On ne va pas vous raconter des salades, Botanicus n’a rien d’original dans le genre : on pose des pions pour réaliser des actions, on bloque la place que l’on choisit, et on tente d’assembler au mieux son puzzle pour coller à la demande. Mais Botanicus a pas mal de qualités pour passer outre un survol rapide. Non pas que ce titre révèle une dimension cachée en jouant, mais plutôt parce qu’en jouant, on s’amuse, on réfléchit, on anticipe, le tout dans un décor agréable autant pour les yeux que pour la manipulation. En version jeu de base, on peut déjà par moment avoir quelques difficultés et se creuser la tête pour éviter les actions perdues comme posséder un arrosoir et n’avoir rien à arroser, anticiper sa construction de ligne pour la seconde requête… Le blocage existe, c’est un incontournable mais on est, par exemple, moins regardant sur les sous. On fait plutôt attention à être à côté d’un massif vide quand on veut planter. La question des places dans la colonne reste importante et il faut s’adapter, on n’aura pas toujours ce que l’on veut, mais le fait de payer pour venir en second, permet une certaine fluidité du déroulement.
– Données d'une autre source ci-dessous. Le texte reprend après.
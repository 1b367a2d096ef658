//! Video generation worker.
//!
//! This crate provides:
//! - The job runner (script, voice, visuals and render stages with provider fallback)
//! - The export service that owns render jobs
//! - Per-job status with ordered, isolated progress streams
//! - The background queue processor
//! - The [`Orchestrator`] facade tying them together

pub mod broadcast;
pub mod config;
pub mod error;
pub mod export;
pub mod logging;
pub mod metrics;
mod pipeline;
pub mod processor;
pub mod runner;
pub mod service;
pub mod status;

pub use broadcast::{Broadcaster, Subscription};
pub use config::WorkerConfig;
pub use error::{WorkerError, WorkerResult};
pub use export::ExportService;
pub use logging::JobLogger;
pub use processor::{MaintenanceReport, QueueProcessor};
pub use runner::{CancelOutcome, JobRunner};
pub use service::{Orchestrator, OrchestratorBuilder};
pub use status::StatusStore;
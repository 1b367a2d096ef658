//! Generation providers and tiered provider selection.
//!
//! Every pipeline stage (script, voice, visuals) has a list of interchangeable
//! providers. The [`ProviderSelector`] probes them with a bounded timeout and
//! orders the live ones by the tier order configured for the caller's
//! [`ProviderProfile`](vgen_models::ProviderProfile).

pub mod config;
pub mod error;
pub mod probe;
pub mod provider;
pub mod script;
pub mod selector;
pub mod visual;
pub mod voice;

pub use config::ProvidersConfig;
pub use error::{NoProviderAvailable, ProviderError, ProviderResult};
pub use probe::ProbeOutcome;
pub use provider::{
    Provider, ProviderSet, Scene, Script, ScriptProvider, StageContext, VisualAsset, VisualProvider,
    VoiceProvider, VoiceTrack,
};
pub use script::{OllamaScriptProvider, OpenAiScriptProvider, TemplateScriptProvider};
pub use selector::{
    select_chain, PriorityTable, ProviderSelector, DEFAULT_PROBE_FRESHNESS, DEFAULT_PROBE_TIMEOUT,
};
pub use visual::{PlaceholderVisualProvider, StableDiffusionVisualProvider};
pub use voice::{ElevenLabsVoiceProvider, PiperVoiceProvider};
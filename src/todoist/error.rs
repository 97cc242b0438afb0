//! Error taxonomy for the remote task service boundary.

use thiserror::Error;

/// Errors surfaced by [`super::TaskService`] implementations and
/// propagated unchanged through the store to the caller.
#[derive(Debug, Error)]
pub enum ServiceError {
    /// Missing or rejected bearer credential. Never retried
    /// automatically; the user has to re-authenticate.
    #[error("unauthorized: {0}")]
    Unauthorized(String),

    /// The remote does not recognize this id. A later refetch drops
    /// any stale cache entry.
    #[error("not found: {0}")]
    NotFound(String),

    /// The remote is throttling us.
    #[error("rate limited: {0}")]
    RateLimited(String),

    /// Any other non-success response from the remote.
    #[error("service error: {status} - {message}")]
    Api { status: u16, message: String },

    /// Transport-level failure; safe to retry manually.
    #[error("network error: {0}")]
    Network(#[from] reqwest::Error),

    /// The remote answered with a body we could not decode.
    #[error("malformed response: {0}")]
    Parse(#[from] serde_json::Error),

    /// Rejected before any remote call was made.
    #[error("validation error: {0}")]
    Validation(String),
}

impl ServiceError {
    /// Map a non-success HTTP status and response body onto the
    /// taxonomy.
    pub fn from_status(status: reqwest::StatusCode, body: String) -> Self {
        match status.as_u16() {
            401 | 403 => Self::Unauthorized(body),
            404 => Self::NotFound(body),
            429 => Self::RateLimited(body),
            status => Self::Api {
                status,
                message: body,
            },
        }
    }
}
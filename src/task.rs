//! Task types mirrored from the Todoist REST v2 wire format.

use chrono::{DateTime, NaiveDate, Utc};
use serde::{Deserialize, Serialize};

use crate::classify::{self, Classification};

/// Due date attached to a task.
///
/// Todoist always provides a calendar date; the remaining fields are
/// kept as the remote sends them so the UI can render them.
#[derive(Debug, Clone, PartialEq, Eq, Serialize, Deserialize)]
pub struct Due {
    pub date: NaiveDate,
    #[serde(default)]
    pub string: String,
    #[serde(default)]
    pub is_recurring: bool,
    #[serde(default, skip_serializing_if = "Option::is_none")]
    pub timezone: Option<String>,
}

impl Due {
    /// A plain date-only due, as produced by merging a partial update
    /// into a cached task.
    pub fn on_date(date: NaiveDate) -> Self {
        Self {
            date,
            string: date.format("%Y-%m-%d").to_string(),
            is_recurring: false,
            timezone: None,
        }
    }
}

/// A task as owned by the remote service.
///
/// The id is assigned remotely and immutable; everything else can be
/// mutated through partial updates.
#[derive(Debug, Clone, PartialEq, Eq, Serialize, Deserialize)]
pub struct Task {
    pub id: String,
    pub content: String,
    #[serde(default)]
    pub description: String,
    /// 1..=4, 4 is highest.
    pub priority: u8,
    #[serde(default, skip_serializing_if = "Option::is_none")]
    pub due: Option<Due>,
    #[serde(default)]
    pub is_completed: bool,
    #[serde(default, skip_serializing_if = "Vec::is_empty")]
    pub labels: Vec<String>,
    #[serde(default, skip_serializing_if = "Option::is_none")]
    pub project_id: Option<String>,
    #[serde(default, skip_serializing_if = "Option::is_none")]
    pub url: Option<String>,
    #[serde(default, skip_serializing_if = "Option::is_none")]
    pub created_at: Option<String>,
}

/// Payload for creating a task. The remote assigns the id.
#[derive(Debug, Clone, Serialize)]
pub struct NewTask {
    pub content: String,
    #[serde(skip_serializing_if = "Option::is_none")]
    pub description: Option<String>,
    #[serde(skip_serializing_if = "Option::is_none")]
    pub priority: Option<u8>,
}

/// Partial update for an existing task.
///
/// Only the present fields are sent; the remote echoes nothing back,
/// so callers merge the same fields into their local copy.
#[derive(Debug, Clone, Default, PartialEq, Eq, Serialize, Deserialize)]
pub struct TaskUpdate {
    #[serde(default, skip_serializing_if = "Option::is_none")]
    pub content: Option<String>,
    #[serde(default, skip_serializing_if = "Option::is_none")]
    pub description: Option<String>,
    #[serde(default, skip_serializing_if = "Option::is_none")]
    pub priority: Option<u8>,
    #[serde(default, skip_serializing_if = "Option::is_none")]
    pub due_date: Option<NaiveDate>,
}

impl TaskUpdate {
    /// Merge the present fields into a cached task.
    pub fn apply_to(&self, task: &mut Task) {
        if let Some(content) = &self.content {
            task.content = content.clone();
        }
        if let Some(description) = &self.description {
            task.description = description.clone();
        }
        if let Some(priority) = self.priority {
            task.priority = priority;
        }
        if let Some(due_date) = self.due_date {
            task.due = Some(Due::on_date(due_date));
        }
    }
}

/// A task annotated with its derived classification.
///
/// The classification is never persisted anywhere; it is recomputed
/// from the task's own fields on every classification pass.
#[derive(Debug, Clone, PartialEq, Eq, Serialize, Deserialize)]
pub struct ClassifiedTask {
    #[serde(flatten)]
    pub task: Task,
    #[serde(flatten)]
    pub classification: Classification,
}

impl ClassifiedTask {
    /// Classify a raw task at the given instant.
    pub fn classify(task: Task, now: DateTime<Utc>) -> Self {
        let classification = classify::classify(&task, now);
        Self {
            task,
            classification,
        }
    }
}
impl TaskStore {
    /// Create an empty store in the loading state.
    pub fn new(service: Arc<dyn TaskService>) -> Self {
        Self {
            service,
            state: RwLock::new(MatrixState {
                tasks: Vec::new(),
                loading: true,
                error: None,
            }),
        }
    }

    /// Current snapshot, atomic with respect to every mutation.
    pub async fn snapshot(&self) -> MatrixState {
        self.state.read().await.clone()
    }

    /// The four quadrants of the matrix, in canonical order. Every
    /// cached task appears in exactly one bucket.
    pub async fn quadrants(&self) -> Vec<QuadrantBucket> {
        let state = self.state.read().await;
        Quadrant::ALL
            .iter()
            .map(|&q| QuadrantBucket {
                id: q,
                title: q.title(),
                description: q.blurb(),
                tasks: state
                    .tasks
                    .iter()
                    .filter(|t| t.classification.quadrant == q)
                    .cloned()
                    .collect(),
            })
            .collect()
    }

    /// Replace the cache with the remote's current task list.
    ///
    /// The replacement is a single write under the lock: readers see
    /// either the old sequence or the new one, never a mix. Remote
    /// order is preserved.
    pub async fn refetch(&self) -> Result<(), ServiceError> {
        {
            let mut state = self.state.write().await;
            state.loading = true;
            state.error = None;
        }

        match self.service.list().await {
            Ok(tasks) => {
                let now = Utc::now();
                let classified = tasks
                    .into_iter()
                    .map(|t| ClassifiedTask::classify(t, now))
                    .collect::<Vec<_>>();
                debug!(count = classified.len(), "refetched task list");

                let mut state = self.state.write().await;
                state.tasks = classified;
                state.loading = false;
                Ok(())
            }
            Err(err) => {
                let mut state = self.state.write().await;
                state.loading = false;
                state.error = Some(err.to_string());
                Err(err)
            }
        }
    }

    /// Create a task remotely and append it to the cache.
    ///
    /// Empty content is rejected before any remote call; callers are
    /// expected to trim their input first.
    pub async fn create_task(
        &self,
        content: &str,
        description: Option<String>,
        priority: Option<u8>,
    ) -> Result<ClassifiedTask, ServiceError> {
        if content.trim().is_empty() {
            return Err(ServiceError::Validation(
                "task content must not be empty".to_string(),
            ));
        }

        let new_task = NewTask {
            content: content.to_string(),
            description,
            priority,
        };
        let task = self.service.create(&new_task).await?;
        let classified = ClassifiedTask::classify(task, Utc::now());

        let mut state = self.state.write().await;
        state.tasks.push(classified.clone());
        Ok(classified)
    }

    /// Create a task directly in a quadrant: the quadrant's drop
    /// priority becomes the task priority.
    pub async fn create_in_quadrant(
        &self,
        content: &str,
        quadrant: Quadrant,
    ) -> Result<ClassifiedTask, ServiceError> {
        self.create_task(content, None, Some(quadrant.priority()))
            .await
    }

    /// Push a partial update to the remote, then merge and reclassify
    /// the cached entry in place without reordering.
    ///
    /// An id the cache does not know is tolerated: the remote update
    /// already succeeded, and the next refetch reconciles the view.
    pub async fn update_task(&self, id: &str, update: &TaskUpdate) -> Result<(), ServiceError> {
        self.service.update(id, update).await?;

        let now = Utc::now();
        let mut state = self.state.write().await;
        match state.tasks.iter_mut().find(|t| t.task.id == id) {
            Some(entry) => {
                update.apply_to(&mut entry.task);
                entry.classification = classify::classify(&entry.task, now);
            }
            None => {
                debug!(id = %id, "updated task not in cache; refetch will reconcile");
            }
        }
        Ok(())
    }

    /// Delete remotely, then drop the entry from the cache.
    pub async fn delete_task(&self, id: &str) -> Result<(), ServiceError> {
        self.service.delete(id).await?;

        let mut state = self.state.write().await;
        state.tasks.retain(|t| t.task.id != id);
        Ok(())
    }

    /// Complete remotely, then drop the entry from the cache.
    /// Completed tasks are not retained in the active view.
    pub async fn complete_task(&self, id: &str) -> Result<(), ServiceError> {
        self.service.complete(id).await?;

        let mut state = self.state.write().await;
        state.tasks.retain(|t| t.task.id != id);
        Ok(())
    }

    /// Drag-and-drop contract: reprioritize the task for its target
    /// quadrant, then refetch to reconcile.
    ///
    /// Membership is always recomputed from priority, due date and
    /// time, so a task with a near due date may legally settle in a
    /// different quadrant than the one it was dropped on.
    pub async fn move_to_quadrant(&self, id: &str, target: Quadrant) -> Result<(), ServiceError> {
        let current = {
            let state = self.state.read().await;
            state
                .tasks
                .iter()
                .find(|t| t.task.id == id)
                .map(|t| t.classification.quadrant)
        };
        let Some(current) = current else {
            return Err(ServiceError::NotFound(format!(
                "task {id} is not in the cache"
            )));
        };
        if current == target {
            return Ok(());
        }

        debug!(id = %id, from = %current, to = %target, "moving task");
        let update = TaskUpdate {
            priority: Some(target.priority()),
            ..TaskUpdate::default()
        };
        self.update_task(id, &update).await?;
        self.refetch().await
    }
}
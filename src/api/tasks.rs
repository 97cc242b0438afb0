//! Task endpoints consumed by the matrix UI.

use std::sync::Arc;

use axum::extract::{Path, State};
use axum::http::StatusCode;
use axum::Json;
use serde::Deserialize;
use serde_json::{json, Value};

use crate::classify::Quadrant;
use crate::store::{MatrixState, QuadrantBucket};
use crate::task::{ClassifiedTask, TaskUpdate};
use crate::todoist::ServiceError;

use super::routes::AppState;

type ApiError = (StatusCode, Json<Value>);

/// Translate a service error into a status code and JSON body.
fn error_response(err: &ServiceError) -> ApiError {
    let status = match err {
        ServiceError::Unauthorized(_) => StatusCode::UNAUTHORIZED,
        ServiceError::NotFound(_) => StatusCode::NOT_FOUND,
        ServiceError::Validation(_) => StatusCode::UNPROCESSABLE_ENTITY,
        ServiceError::RateLimited(_) => StatusCode::TOO_MANY_REQUESTS,
        ServiceError::Network(_) | ServiceError::Parse(_) | ServiceError::Api { .. } => {
            StatusCode::BAD_GATEWAY
        }
    };
    (status, Json(json!({ "error": err.to_string() })))
}

pub async fn list(State(state): State<Arc<AppState>>) -> Json<MatrixState> {
    Json(state.store.snapshot().await)
}

pub async fn matrix(State(state): State<Arc<AppState>>) -> Json<Vec<QuadrantBucket>> {
    Json(state.store.quadrants().await)
}

pub async fn refetch(State(state): State<Arc<AppState>>) -> Result<Json<MatrixState>, ApiError> {
    state
        .store
        .refetch()
        .await
        .map_err(|err| error_response(&err))?;
    Ok(Json(state.store.snapshot().await))
}

#[derive(Debug, Deserialize)]
pub struct CreateTaskRequest {
    pub content: String,
    #[serde(default)]
    pub description: Option<String>,
    #[serde(default)]
    pub priority: Option<u8>,
    /// Create directly into a quadrant; takes precedence over
    /// `priority`, mirroring the quadrant-local add form.
    #[serde(default)]
    pub quadrant: Option<Quadrant>,
}

pub async fn create(
    State(state): State<Arc<AppState>>,
    Json(req): Json<CreateTaskRequest>,
) -> Result<(StatusCode, Json<ClassifiedTask>), ApiError> {
    let result = match req.quadrant {
        Some(quadrant) => state.store.create_in_quadrant(&req.content, quadrant).await,
        None => {
            state
                .store
                .create_task(&req.content, req.description, req.priority)
                .await
        }
    };
    result
        .map(|task| (StatusCode::CREATED, Json(task)))
        .map_err(|err| error_response(&err))
}

pub async fn update(
    State(state): State<Arc<AppState>>,
    Path(id): Path<String>,
    Json(update): Json<TaskUpdate>,
) -> Result<Json<Value>, ApiError> {
    state
        .store
        .update_task(&id, &update)
        .await
        .map(|()| Json(json!({ "success": true })))
        .map_err(|err| error_response(&err))
}

pub async fn remove(
    State(state): State<Arc<AppState>>,
    Path(id): Path<String>,
) -> Result<Json<Value>, ApiError> {
    state
        .store
        .delete_task(&id)
        .await
        .map(|()| Json(json!({ "success": true })))
        .map_err(|err| error_response(&err))
}

pub async fn close(
    State(state): State<Arc<AppState>>,
    Path(id): Path<String>,
) -> Result<Json<Value>, ApiError> {
    state
        .store
        .complete_task(&id)
        .await
        .map(|()| Json(json!({ "success": true })))
        .map_err(|err| error_response(&err))
}

#[derive(Debug, Deserialize)]
pub struct MoveTaskRequest {
    pub quadrant: Quadrant,
}

pub async fn move_to_quadrant(
    State(state): State<Arc<AppState>>,
    Path(id): Path<String>,
    Json(req): Json<MoveTaskRequest>,
) -> Result<Json<MatrixState>, ApiError> {
    state
        .store
        .move_to_quadrant(&id, req.quadrant)
        .await
        .map_err(|err| error_response(&err))?;
    Ok(Json(state.store.snapshot().await))
}
use quadrantd::{api, Config};

#[tokio::main]
async fn main() -> anyhow::Result<()> {
    tracing_subscriber::fmt()
        .with_env_filter(
            tracing_subscriber::EnvFilter::try_from_default_env()
                .unwrap_or_else(|_| "quadrantd=info,tower_http=info".into()),
        )
        .init();

    let config = Config::from_env()?;
    api::serve(config).await
}
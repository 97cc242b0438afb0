//! Router assembly and server startup.

use std::sync::Arc;

use axum::routing::{get, post, put};
use axum::Router;
use tower_http::cors::CorsLayer;
use tower_http::trace::TraceLayer;

use crate::config::Config;
use crate::store::{SharedTaskStore, TaskStore};
use crate::todoist::TodoistClient;

use super::tasks;

/// Shared application state.
pub struct AppState {
    pub store: SharedTaskStore,
}

/// Build the API router.
pub fn router(state: Arc<AppState>) -> Router {
    Router::new()
        .route("/api/tasks", get(tasks::list).post(tasks::create))
        .route("/api/tasks/refetch", post(tasks::refetch))
        .route("/api/tasks/:id", put(tasks::update).delete(tasks::remove))
        .route("/api/tasks/:id/close", post(tasks::close))
        .route("/api/tasks/:id/move", post(tasks::move_to_quadrant))
        .route("/api/matrix", get(tasks::matrix))
        .layer(CorsLayer::permissive())
        .layer(TraceLayer::new_for_http())
        .with_state(state)
}

/// Start the HTTP server.
pub async fn serve(config: Config) -> anyhow::Result<()> {
    let client = TodoistClient::with_base_url(&config.todoist_api_url, &config.todoist_api_token)?;
    let store: SharedTaskStore = Arc::new(TaskStore::new(Arc::new(client)));

    // Warm the cache in the background; a failure stays visible in the
    // store state and the UI retries through the refetch endpoint.
    {
        let store = Arc::clone(&store);
        tokio::spawn(async move {
            if let Err(err) = store.refetch().await {
                tracing::warn!(error = %err, "initial task fetch failed");
            }
        });
    }

    let app = router(Arc::new(AppState { store }));

    let listener = tokio::net::TcpListener::bind(&config.addr).await?;
    tracing::info!(addr = %config.addr, "quadrantd listening");
    axum::serve(listener, app).await?;
    Ok(())
}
On évitera la partie à 2 avec joueur fantôme. Ce sont clairement les choix des joueurs qui créent, du moins sur cette phase, la tension. On évitera aussi car le côté multi solo se ressent plus dans cette configuration.
La variante expert est clairement bien pensée, sans alourdir le jeu, elle le propulse sur une marche supérieure et pose de véritables challenges, donnant une vraie dimension aux animaux ou à la piste bourse qu’on peut avoir tendance à délaisser en mode basique. Plusieurs stratégies sont possibles (les contrats, les objectifs mais aussi la course sur les pistes…) et s’équilibrent entre elles. L’interaction, même si elle passe au second plan par rapport au puzzle est importante, encore plus sur les derniers tours. Plus le jeu avance, plus l’optimisation doit être sans faille. Il faut penser à préparer la fin pour ne pas se retrouver avec un dernier coup à vide. Il est bon d’avoir une vue d’ensemble pour s’en sortir.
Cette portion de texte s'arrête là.